START Data for this task

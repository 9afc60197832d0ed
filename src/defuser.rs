use std::sync::Mutex;

use serde::{Deserialize, Serialize};

use crate::error::DefuseError;
use crate::estimator::SizeEstimator;
use crate::frame::FrameBuffer;
use crate::scanner::{self, SearchWindow};
use crate::slot::PendingSlot;
use crate::splitter::{self, TimestampPolicy};

#[derive(Debug, Clone, Copy, PartialEq, Serialize, Deserialize)]
#[serde(default)]
pub struct DefuserConfig {
    /// A frame larger than this ratio times the expected size is suspected
    /// to be two fused frames.
    pub oversize_ratio: f64,
    pub window: SearchWindow,
    /// Expected size used until the size history has real observations.
    pub default_expected_size: u64,
    pub timestamp_policy: TimestampPolicy,
}

impl Default for DefuserConfig {
    fn default() -> Self {
        Self {
            oversize_ratio: 1.5,
            window: SearchWindow::default(),
            default_expected_size: 250_000,
            timestamp_policy: TimestampPolicy::default(),
        }
    }
}

#[derive(Debug)]
struct DefuserState<F> {
    estimator: SizeEstimator,
    pending: PendingSlot<F>,
}

/// Detects fused frames in an ordered stream and re-emits them as two
/// correctly timed frames.
///
/// One instance per stream; constructed at stream start, dropped at stream
/// end. A pending split-off frame still held at drop is discarded unless the
/// host calls [`Defuser::flush`] first.
#[derive(Debug)]
pub struct Defuser<F> {
    config: DefuserConfig,
    state: Mutex<DefuserState<F>>,
}

impl<F: FrameBuffer> Defuser<F> {
    pub fn new(config: DefuserConfig) -> Self {
        tracing::info!(?config, "defuser initialized");
        Self {
            state: Mutex::new(DefuserState {
                estimator: SizeEstimator::new(config.default_expected_size),
                pending: PendingSlot::new(),
            }),
            config,
        }
    }

    pub fn config(&self) -> &DefuserConfig {
        &self.config
    }

    /// One processing step. Output order: a pending frame from the previous
    /// step first, then this step's own output.
    ///
    /// The whole step runs under one lock acquisition: the host may call
    /// into the same instance concurrently, and the flush-then-store
    /// sequence must not interleave with another step or frame order would
    /// corrupt.
    pub fn process(&self, frame: F) -> Result<Vec<F>, DefuseError> {
        let mut state = self.state.lock().unwrap_or_else(|e| e.into_inner());

        let mut out = Vec::with_capacity(2);
        if let Some(pending) = state.pending.take() {
            tracing::trace!("flushing pending frame");
            out.push(pending);
        }

        let size = frame.size() as u64;
        let expected = state.estimator.observe(size);
        metrics::histogram!("defuse_frame_size_bytes").record(size as f64);

        if (size as f64) <= self.config.oversize_ratio * expected as f64 {
            tracing::trace!(size, expected, "pass-through");
            out.push(frame);
            return Ok(out);
        }

        tracing::debug!(size, expected, "oversized frame, scanning for embedded SOI");
        let payload = match frame.map_read() {
            Ok(payload) => payload,
            Err(err) => {
                // Hard failure must not lose the already-drained pending
                // frame; put it back for the next step.
                if let Some(pending) = out.pop() {
                    let _ = state.pending.store(pending);
                }
                return Err(err.into());
            }
        };

        match scanner::find_soi(&payload, &self.config.window) {
            Some(offset) => {
                metrics::counter!("defuse_split_frames_total").increment(1);
                let (first, second) =
                    splitter::split(&frame, offset, self.config.timestamp_policy);
                out.push(first);
                if state.pending.store(second).is_some() {
                    // unreachable while every step drains the slot first;
                    // dropping the old occupant beats corrupting frame order
                    tracing::error!("pending slot already occupied, dropped previous frame");
                    metrics::counter!("defuse_pending_overwrites_total").increment(1);
                }
            }
            None => {
                // oversized but not detectably fused, forward as-is
                out.push(frame);
            }
        }

        Ok(out)
    }

    /// Drains a pending split-off frame. The element this crate derives from
    /// silently dropped it at stream end; hosts that need lossless draining
    /// call this from their teardown path.
    pub fn flush(&self) -> Option<F> {
        let mut state = self.state.lock().unwrap_or_else(|e| e.into_inner());
        state.pending.take()
    }
}
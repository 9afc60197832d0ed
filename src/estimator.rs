const HISTORY_SLOTS: usize = 3;

/// Streaming estimate of the normal frame size: a pseudo-median over the last
/// three observed sizes.
///
/// The history is kept sorted with adjacent swaps after each insert, and the
/// write cursor rotates through the sorted slots rather than tracking FIFO
/// order, so the oldest-by-arrival size is not necessarily the one replaced.
/// That makes the estimate lag and smooth camera size jitter instead of
/// following it exactly, which is what the oversize test wants.
#[derive(Debug)]
pub struct SizeEstimator {
    sizes: [u64; HISTORY_SLOTS],
    cursor: usize,
    default_size: u64,
}

/// Unfilled slots (zero) sort after every real size so the median slot stays
/// zero until enough frames have been seen.
#[inline]
fn sort_key(size: u64) -> u64 {
    if size == 0 { u64::MAX } else { size }
}

impl SizeEstimator {
    pub fn new(default_size: u64) -> Self {
        Self {
            sizes: [0; HISTORY_SLOTS],
            cursor: 0,
            default_size,
        }
    }

    /// Records a frame size and returns the current expected size.
    pub fn observe(&mut self, size: u64) -> u64 {
        self.sizes[self.cursor] = size;

        // Only the slot we just wrote is out of place: bubble it into
        // position with adjacent swaps.
        let mut i = self.cursor;
        while i + 1 < HISTORY_SLOTS && sort_key(self.sizes[i]) > sort_key(self.sizes[i + 1]) {
            self.sizes.swap(i, i + 1);
            i += 1;
        }
        while i > 0 && sort_key(self.sizes[i]) < sort_key(self.sizes[i - 1]) {
            self.sizes.swap(i, i - 1);
            i -= 1;
        }

        self.cursor = (self.cursor + 1) % HISTORY_SLOTS;

        let median = self.sizes[HISTORY_SLOTS / 2];
        let expected = if median == 0 { self.default_size } else { median };

        tracing::trace!(expected, sizes = ?self.sizes, "size history updated");
        metrics::histogram!("defuse_expected_size_bytes").record(expected as f64);

        expected
    }
}

#[cfg(test)]
mod test {
    use super::*;

    const DEFAULT: u64 = 250_000;

    #[test]
    fn empty_history_returns_default() {
        let mut est = SizeEstimator::new(DEFAULT);
        assert_eq!(est.observe(300_000), DEFAULT);
    }

    #[test]
    fn two_zero_slots_still_return_default() {
        let mut est = SizeEstimator::new(DEFAULT);
        est.observe(300_000);
        // one real size in a three-slot history leaves the median slot zero
        assert_eq!(est.sizes[1], 0);
    }

    #[test]
    fn full_history_returns_median() {
        let mut est = SizeEstimator::new(DEFAULT);
        est.observe(250_000);
        est.observe(248_000);
        let expected = est.observe(251_000);
        assert_eq!(expected, 250_000);
    }

    #[test]
    fn two_observations_return_larger() {
        let mut est = SizeEstimator::new(DEFAULT);
        est.observe(100_000);
        // zero sorts last, so the median of {100k, 120k, unfilled} is 120k
        assert_eq!(est.observe(120_000), 120_000);
    }

    #[test]
    fn history_stays_sorted_across_rotation() {
        let mut est = SizeEstimator::new(DEFAULT);
        for size in [90_000, 110_000, 100_000, 105_000, 95_000, 102_000] {
            est.observe(size);
        }
        let keys: Vec<u64> = est.sizes.iter().copied().map(sort_key).collect();
        assert!(keys.windows(2).all(|w| w[0] <= w[1]), "{:?}", est.sizes);
    }

    #[test]
    fn fused_size_does_not_dominate_median() {
        let mut est = SizeEstimator::new(DEFAULT);
        est.observe(100_000);
        est.observe(100_000);
        est.observe(100_000);
        // a single fused frame lands in the top slot and leaves the median alone
        assert_eq!(est.observe(200_000), 100_000);
    }
}
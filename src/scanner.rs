use serde::{Deserialize, Serialize};

/// JPEG start-of-image marker.
pub const SOI: [u8; 2] = [0xFF, 0xD8];

/// Fractional bounds of the payload region searched for the embedded SOI.
///
/// The marker bytes legitimately recur inside entropy-coded data, so scanning
/// the whole payload would false-positive. A fused buffer's second frame
/// starts near the middle of the combined payload; these bounds have been
/// retuned against the producing hardware before, hence configuration rather
/// than constants.
#[derive(Debug, Clone, Copy, PartialEq, Serialize, Deserialize)]
#[serde(default)]
pub struct SearchWindow {
    pub lo: f64,
    pub hi: f64,
}

impl Default for SearchWindow {
    fn default() -> Self {
        Self { lo: 0.375, hi: 0.75 }
    }
}

impl SearchWindow {
    /// Concrete index range scanned in a payload of `len` bytes. The start is
    /// inclusive and at least 1 (offset 0 is the frame's own SOI); the end is
    /// exclusive and clamped so the two-byte match stays in bounds.
    pub fn bounds(&self, len: usize) -> (usize, usize) {
        let start = ((self.lo * len as f64) as usize).max(1);
        let end = ((self.hi * len as f64) as usize).min(len.saturating_sub(1));
        (start, end)
    }
}

/// Locates the SOI of the second embedded frame inside a suspected fused
/// payload. Returns `None` when the payload is not a well-formed JPEG start
/// or no marker lies in the window; neither is an error, the caller forwards
/// the frame unmodified.
pub fn find_soi(payload: &[u8], window: &SearchWindow) -> Option<usize> {
    if payload.len() < 2 || payload[..2] != SOI {
        tracing::warn!(
            leader = ?payload.get(..2),
            "payload does not start with SOI, presuming not fused"
        );
        metrics::counter!("defuse_invalid_leader_total").increment(1);
        return None;
    }

    let (start, end) = window.bounds(payload.len());
    tracing::trace!(start, end, len = payload.len(), "scanning for embedded SOI");

    for i in start..end {
        if payload[i] == SOI[0] && payload[i + 1] == SOI[1] {
            tracing::debug!(offset = i, "embedded SOI found");
            return Some(i);
        }
    }

    tracing::warn!(start, end, "no SOI in search window");
    metrics::counter!("defuse_soi_miss_total").increment(1);
    None
}
//! Recursive diff tree construction
//!
//! Walks the old and new directories in lockstep: the new side's entry names
//! are loaded into a working set, the old side is enumerated against it, and
//! whatever remains unconsumed afterwards is an addition. This classifies
//! every entry in a single pass per level without a second listing.

use crate::compare::content::{contents_equal, hash_file};
use crate::compare::rename::RenameMatcher;
use crate::tree::{DirNode, FileEntry};
use anyhow::Context;
use derive_new::new;
use std::collections::HashSet;
use std::path::Path;

/// Builds a [`DirNode`] tree describing every difference between an old and
/// a new directory.
///
/// Both roots must exist and be readable directories; any filesystem error
/// during the walk aborts the whole comparison. The resulting tree is not
/// pruned, callers run [`DirNode::prune`] before rendering.
#[derive(Debug, new)]
pub struct DiffTreeBuilder<'p> {
    old_root: &'p Path,
    new_root: &'p Path,
}

impl DiffTreeBuilder<'_> {
    pub fn build(&self) -> anyhow::Result<DirNode> {
        self.diff_level(self.old_root, self.new_root)
    }

    /// Compare one directory level, recursing into same-name subdirectories.
    ///
    /// Entry types are inspected with `symlink_metadata`, so symlinks are
    /// classified by the link itself rather than its target. Anything that
    /// is neither a directory nor a regular file pairs conservatively as
    /// Changed. Rename candidates are scoped to this level only.
    fn diff_level(&self, old_dir: &Path, new_dir: &Path) -> anyhow::Result<DirNode> {
        let mut node = DirNode::new();
        let mut unconsumed = list_names(new_dir)?;
        let mut matcher = RenameMatcher::new();

        for entry in std::fs::read_dir(old_dir)
            .with_context(|| format!("Failed to read directory {old_dir:?}"))?
        {
            let entry = entry?;
            let name = entry.file_name().to_string_lossy().into_owned();
            let old_path = entry.path();
            let old_meta = std::fs::symlink_metadata(&old_path)?;

            if !unconsumed.remove(&name) {
                // Present only in the old tree. Regular files become rename
                // candidates for this level before being recorded as removed.
                if old_meta.is_file() {
                    matcher.record(hash_file(&old_path)?, name.clone());
                }
                node.add_file(name, FileEntry::removed());
                continue;
            }

            let new_path = new_dir.join(&name);
            let new_meta = std::fs::symlink_metadata(&new_path)?;

            if old_meta.file_type() != new_meta.file_type() {
                // The entry is not of the same type on both sides.
                node.add_file(name, FileEntry::changed());
            } else if old_meta.is_dir() {
                let child = self.diff_level(&old_path, &new_path)?;
                if !child.is_empty() {
                    node.add_dir(name, child);
                }
            } else if !old_meta.is_file() {
                // Symlinks and special files pair as changed.
                node.add_file(name, FileEntry::changed());
            } else if old_meta.len() != new_meta.len() {
                node.add_file(name, FileEntry::changed());
            } else if !contents_equal(&old_path, &new_path)? {
                node.add_file(name, FileEntry::changed());
            }
        }

        // Whatever the old side did not consume is new. A regular file whose
        // content matches an unclaimed rename candidate supersedes that
        // candidate's Removed entry; everything else is an addition.
        for name in unconsumed {
            let new_path = new_dir.join(&name);

            if std::fs::symlink_metadata(&new_path)?.is_file()
                && let Some(old_name) = matcher.claim(&hash_file(&new_path)?)
            {
                node.remove_file(&old_name);
                node.add_file(name, FileEntry::renamed(old_name));
                continue;
            }

            node.add_file(name, FileEntry::added());
        }

        Ok(node)
    }
}

fn list_names(dir: &Path) -> anyhow::Result<HashSet<String>> {
    std::fs::read_dir(dir)
        .with_context(|| format!("Failed to read directory {dir:?}"))?
        .map(|entry| Ok(entry?.file_name().to_string_lossy().into_owned()))
        .collect()
}
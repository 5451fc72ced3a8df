use anyhow::Result;
use clap::Parser;
use std::io::Write;
use std::path::PathBuf;
use treediff::compare::builder::DiffTreeBuilder;
use treediff::render::render;

#[derive(Parser)]
#[command(
    name = "treediff",
    version = "0.1.0",
    about = "Compare two directory trees",
    long_about = "Compares two directory trees and prints which files were removed, \
    added, changed, or renamed, recursing into subdirectories present on both sides. \
    A removed and an added file with identical content at the same level are reported \
    as a single rename."
)]
struct Cli {
    #[arg(index = 1, help = "The old directory")]
    old: PathBuf,
    #[arg(index = 2, help = "The new directory")]
    new: PathBuf,
}

fn main() -> Result<()> {
    let cli = Cli::parse();

    // Styled output is unconditional, an ANSI-capable terminal is assumed
    // even when stdout is redirected.
    colored::control::set_override(true);

    let mut tree = DiffTreeBuilder::new(&cli.old, &cli.new).build()?;
    tree.prune();

    let stdout = std::io::stdout();
    let mut writer = stdout.lock();
    writeln!(writer, "--- {}", cli.old.display())?;
    writeln!(writer, "+++ {}", cli.new.display())?;
    render(&tree, &mut writer)?;

    Ok(())
}
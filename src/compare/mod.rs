//! Directory comparison engine
//!
//! This module contains the pieces that turn two directory paths into a diff
//! tree:
//!
//! - `content`: chunked byte-stream equality and SHA-1 content hashing
//! - `rename`: per-directory-level index linking removed files to added
//!   files with identical content
//! - `builder`: the recursive lockstep walk that classifies every entry

pub mod builder;
pub mod content;
pub mod rename;
use derive_new::new;
use std::path::{Path, PathBuf};

#[derive(Debug, Clone, Eq, PartialEq, new)]
pub struct FileSpec {
    pub path: PathBuf,
    pub content: String,
}

pub fn write_file(file_spec: FileSpec) {
    // make sure the parent directory exists
    if let Some(parent) = file_spec.path.parent() {
        std::fs::create_dir_all(parent)
            .unwrap_or_else(|e| panic!("Failed to create directory {:?}: {}", parent, e));
    }

    std::fs::write(&file_spec.path, &file_spec.content)
        .unwrap_or_else(|e| panic!("Failed to write file {:?}: {}", file_spec.path, e));
}

pub fn create_directory(path: &Path) {
    std::fs::create_dir_all(path)
        .unwrap_or_else(|e| panic!("Failed to create directory {:?}: {}", path, e));
}

/// Generate a random tree layout as relative paths with content, so the
/// same layout can be materialized into both sides of a comparison.
pub fn generate_tree_specs(files_per_dir: usize, depth: usize) -> Vec<(PathBuf, String)> {
    fn fill(specs: &mut Vec<(PathBuf, String)>, base: &Path, files_per_dir: usize, depth: usize) {
        use fake::{
            Fake,
            faker::lorem::en::{Word, Words},
        };

        for i in 0..files_per_dir {
            let file_name = format!("{}_{}.txt", Word().fake::<String>(), i);
            let file_content = Words(5..10).fake::<Vec<String>>().join(" ");
            specs.push((base.join(file_name), file_content));
        }

        if depth > 0 {
            let subdir = base.join(format!("dir_{}", Word().fake::<String>()));
            fill(specs, &subdir, files_per_dir, depth - 1);
        }
    }

    let mut specs = Vec::new();
    fill(&mut specs, Path::new(""), files_per_dir, depth);
    specs
}

pub fn materialize_tree(root: &Path, specs: &[(PathBuf, String)]) {
    for (relative_path, content) in specs {
        write_file(FileSpec::new(root.join(relative_path), content.clone()));
    }
}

END Data for this task

What to do: Pull out every line of the records that includes the string "then".

Task solution:
    /// step first, then this step's own output.
    /// into the same instance concurrently, and the flush-then-store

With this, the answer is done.